- WHAT YOU SHOULD DO
Look through the listing below and say how many lines contain the word "false". Nothing else belongs in the reply.
Segment Start: RECORDS SUPPLIED
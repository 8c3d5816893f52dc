//! `printf`-style formatting of data values.
//!
//! Supported verbs: `%v %s %q %d %t %f %F %e %g %x %X %o %b %c %%`, with the
//! `-`, `+`, `0`, ` ` and `#` flags, a width and a precision (either may be
//! `*`). Formatting never fails: mismatches are reported inline, e.g.
//! `%!d(string=abc)`, `%!s(MISSING)` or `%!(EXTRA int=1)`. Widths and
//! precisions above one million are rejected with `%!(BADWIDTH)` or
//! `%!(BADPREC)`.

use std::fmt::Write;
use std::iter::Peekable;
use std::str::Chars;

use serde_json::Value;

use crate::value::{exponent_suffix, format_float, format_value, split_exponent, type_name, Num};

#[derive(Debug, Default, Clone, Copy)]
struct Directive {
    minus: bool,
    plus: bool,
    zero: bool,
    space: bool,
    sharp: bool,
    width: Option<usize>,
    precision: Option<usize>,
}

/// Format `args` according to `format`.
#[must_use]
pub fn sprintf(format: &str, args: &[Value]) -> String {
    let mut out = String::with_capacity(format.len());
    let mut chars = format.chars().peekable();
    let mut next_arg = 0;
    while let Some(c) = chars.next() {
        if c != '%' {
            out.push(c);
            continue;
        }
        let mut spec = Directive::default();
        while let Some(&flag) = chars.peek() {
            match flag {
                '-' => spec.minus = true,
                '+' => spec.plus = true,
                '0' => spec.zero = true,
                ' ' => spec.space = true,
                '#' => spec.sharp = true,
                _ => break,
            }
            chars.next();
        }
        if chars.next_if_eq(&'*').is_some() {
            match star_count(args, &mut next_arg) {
                Some(n) => {
                    // A negative width pads on the right.
                    spec.minus |= n < 0;
                    spec.width = usize::try_from(n.unsigned_abs()).ok();
                }
                None => out.push_str("%!(BADWIDTH)"),
            }
        } else {
            spec.width = digits(&mut chars);
        }
        if chars.next_if_eq(&'.').is_some() {
            if chars.next_if_eq(&'*').is_some() {
                spec.precision = star_count(args, &mut next_arg)
                    .filter(|n| *n >= 0)
                    .and_then(|n| usize::try_from(n).ok());
                if spec.precision.is_none() {
                    out.push_str("%!(BADPREC)");
                }
            } else {
                spec.precision = Some(digits(&mut chars).unwrap_or(0));
            }
        }
        let Some(verb) = chars.next() else {
            out.push_str("%!(NOVERB)");
            break;
        };
        if verb == '%' {
            out.push('%');
            continue;
        }
        let Some(arg) = args.get(next_arg) else {
            let _ = write!(out, "%!{verb}(MISSING)");
            continue;
        };
        next_arg += 1;
        match format_arg(verb, &spec, arg) {
            Some(body) => pad(&mut out, &body, &spec, is_numeric(verb, arg)),
            None => out.push_str(&bad_verb(verb, arg)),
        }
    }
    if next_arg < args.len() {
        out.push_str("%!(EXTRA ");
        for (i, arg) in args[next_arg..].iter().enumerate() {
            if i > 0 {
                out.push_str(", ");
            }
            let _ = write!(out, "{}={}", type_name(arg), format_value(arg));
        }
        out.push(')');
    }
    out
}

/// Widths and precisions beyond this are rejected.
const MAX_COUNT: i64 = 1_000_000;

/// Read a decimal count; `None` when absent or out of range.
fn digits(chars: &mut Peekable<Chars<'_>>) -> Option<usize> {
    let mut n: Option<i64> = None;
    while let Some(d) = chars.peek().and_then(|c| c.to_digit(10)) {
        chars.next();
        n = Some(n.unwrap_or(0).saturating_mul(10).saturating_add(i64::from(d)));
    }
    n.filter(|n| *n <= MAX_COUNT).and_then(|n| usize::try_from(n).ok())
}

/// Take a `*` count from the arguments; `None` when missing, not an integer
/// or out of range.
fn star_count(args: &[Value], next_arg: &mut usize) -> Option<i64> {
    let arg = args.get(*next_arg)?;
    *next_arg += 1;
    Num::of(arg)
        .and_then(Num::as_int)
        .filter(|n| (-MAX_COUNT..=MAX_COUNT).contains(n))
}

fn is_numeric(verb: char, arg: &Value) -> bool {
    matches!(arg, Value::Number(_)) && !matches!(verb, 'c' | 'q')
}

fn bad_verb(verb: char, arg: &Value) -> String {
    match arg {
        Value::Null => format!("%!{verb}(<nil>)"),
        _ => format!("%!{verb}({}={})", type_name(arg), format_value(arg)),
    }
}

/// Format one argument, or `None` when the verb does not apply to it.
fn format_arg(verb: char, spec: &Directive, arg: &Value) -> Option<String> {
    match (verb, arg) {
        ('v', Value::Number(_)) => format_number_verb('v', spec, Num::of(arg)?),
        ('v', _) => Some(format_value(arg)),
        ('s', Value::String(s)) => Some(truncate(s, spec.precision)),
        ('s', Value::Array(_) | Value::Object(_)) => Some(format_value(arg)),
        ('q', Value::String(s)) => Some(quote(s)),
        ('t', Value::Bool(b)) => Some(b.to_string()),
        ('x' | 'X', Value::String(s)) => {
            let hex: String = s.bytes().map(|b| format!("{b:02x}")).collect();
            Some(if verb == 'X' { hex.to_uppercase() } else { hex })
        }
        (_, Value::Number(_)) => format_number_verb(verb, spec, Num::of(arg)?),
        _ => None,
    }
}

fn format_number_verb(verb: char, spec: &Directive, n: Num) -> Option<String> {
    let body = match (verb, n) {
        ('v' | 'd', Num::Int(i)) => signed(spec, i < 0, i.unsigned_abs().to_string()),
        ('v' | 'd', Num::Uint(u)) => signed(spec, false, u.to_string()),
        ('x' | 'X' | 'o' | 'b', Num::Int(_) | Num::Uint(_)) => {
            let (negative, magnitude) = match n {
                Num::Int(i) => (i < 0, i.unsigned_abs()),
                Num::Uint(u) => (false, u),
                Num::Float(_) => return None,
            };
            let digits = match verb {
                'x' => format!("{magnitude:x}"),
                'X' => format!("{magnitude:X}"),
                'o' => format!("{magnitude:o}"),
                _ => format!("{magnitude:b}"),
            };
            let prefix = match (spec.sharp, verb) {
                (true, 'x') => "0x",
                (true, 'X') => "0X",
                (true, 'o') => "0",
                _ => "",
            };
            signed(spec, negative, format!("{prefix}{digits}"))
        }
        ('c', Num::Int(_) | Num::Uint(_)) => rune(n).to_string(),
        ('q', Num::Int(_) | Num::Uint(_)) => format!("'{}'", escape(rune(n), '\'')),
        ('v', Num::Float(f)) => signed(spec, f.is_sign_negative(), format_float(f.abs())),
        ('f' | 'F', _) => {
            let f = n.as_f64();
            let precision = spec.precision.unwrap_or(6);
            signed(spec, f.is_sign_negative(), format!("{:.precision$}", f.abs()))
        }
        ('e', _) => {
            let f = n.as_f64();
            signed(spec, f.is_sign_negative(), exponential(f.abs(), spec.precision.unwrap_or(6)))
        }
        ('g', _) => {
            let f = n.as_f64();
            let body = match spec.precision {
                Some(p) => general(f.abs(), p.max(1)),
                None => format_float(f.abs()),
            };
            signed(spec, f.is_sign_negative(), body)
        }
        _ => return None,
    };
    Some(body)
}

/// The character for a code point; invalid ones become U+FFFD.
fn rune(n: Num) -> char {
    let code = match n {
        Num::Int(i) => u32::try_from(i).ok(),
        Num::Uint(u) => u32::try_from(u).ok(),
        Num::Float(_) => None,
    };
    code.and_then(char::from_u32).unwrap_or(char::REPLACEMENT_CHARACTER)
}

fn signed(spec: &Directive, negative: bool, magnitude: String) -> String {
    if negative {
        format!("-{magnitude}")
    } else if spec.plus {
        format!("+{magnitude}")
    } else if spec.space {
        format!(" {magnitude}")
    } else {
        magnitude
    }
}

fn exponential(f: f64, precision: usize) -> String {
    let scientific = format!("{f:.precision$e}");
    let (mantissa, exp) = split_exponent(&scientific);
    format!("{mantissa}{}", exponent_suffix(exp))
}

/// `%g` with an explicit number of significant digits.
fn general(f: f64, precision: usize) -> String {
    if f == 0.0 {
        return "0".to_string();
    }
    let digits = precision - 1;
    let scientific = format!("{f:.digits$e}");
    let (mantissa, exp) = split_exponent(&scientific);
    let precision_exp = i32::try_from(precision).unwrap_or(i32::MAX);
    if exp < -4 || exp >= precision_exp {
        return format!("{}{}", trim_zeros(mantissa), exponent_suffix(exp));
    }
    let decimals = usize::try_from(precision_exp - 1 - exp).unwrap_or(0);
    trim_zeros(&format!("{f:.decimals$}")).to_string()
}

fn trim_zeros(s: &str) -> &str {
    if s.contains('.') {
        s.trim_end_matches('0').trim_end_matches('.')
    } else {
        s
    }
}

fn truncate(s: &str, precision: Option<usize>) -> String {
    match precision {
        Some(p) => s.chars().take(p).collect(),
        None => s.to_string(),
    }
}

fn pad(out: &mut String, body: &str, spec: &Directive, numeric: bool) {
    let len = body.chars().count();
    let Some(width) = spec.width.filter(|&w| w > len) else {
        out.push_str(body);
        return;
    };
    let fill = width - len;
    if spec.minus {
        out.push_str(body);
        out.extend(std::iter::repeat_n(' ', fill));
    } else if spec.zero && numeric {
        let sign_len = usize::from(body.starts_with(['-', '+', ' ']));
        out.push_str(&body[..sign_len]);
        out.extend(std::iter::repeat_n('0', fill));
        out.push_str(&body[sign_len..]);
    } else {
        out.extend(std::iter::repeat_n(' ', fill));
        out.push_str(body);
    }
}

/// Quote a string with double quotes and backslash escapes.
#[must_use]
pub fn quote(s: &str) -> String {
    let mut out = String::with_capacity(s.len() + 2);
    out.push('"');
    for c in s.chars() {
        out.push_str(&escape(c, '"'));
    }
    out.push('"');
    out
}

fn escape(c: char, quote: char) -> String {
    match c {
        '\x07' => "\\a".to_string(),
        '\x08' => "\\b".to_string(),
        '\x0C' => "\\f".to_string(),
        '\n' => "\\n".to_string(),
        '\r' => "\\r".to_string(),
        '\t' => "\\t".to_string(),
        '\x0B' => "\\v".to_string(),
        '\\' => "\\\\".to_string(),
        c if c == quote => format!("\\{c}"),
        c if c.is_control() => match u32::from(c) {
            n if n < 0x100 => format!("\\x{n:02x}"),
            n => format!("\\u{n:04x}"),
        },
        c => c.to_string(),
    }
}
Segment End: RECORDS SUPPLIED
- SOLVED PROBLEM
2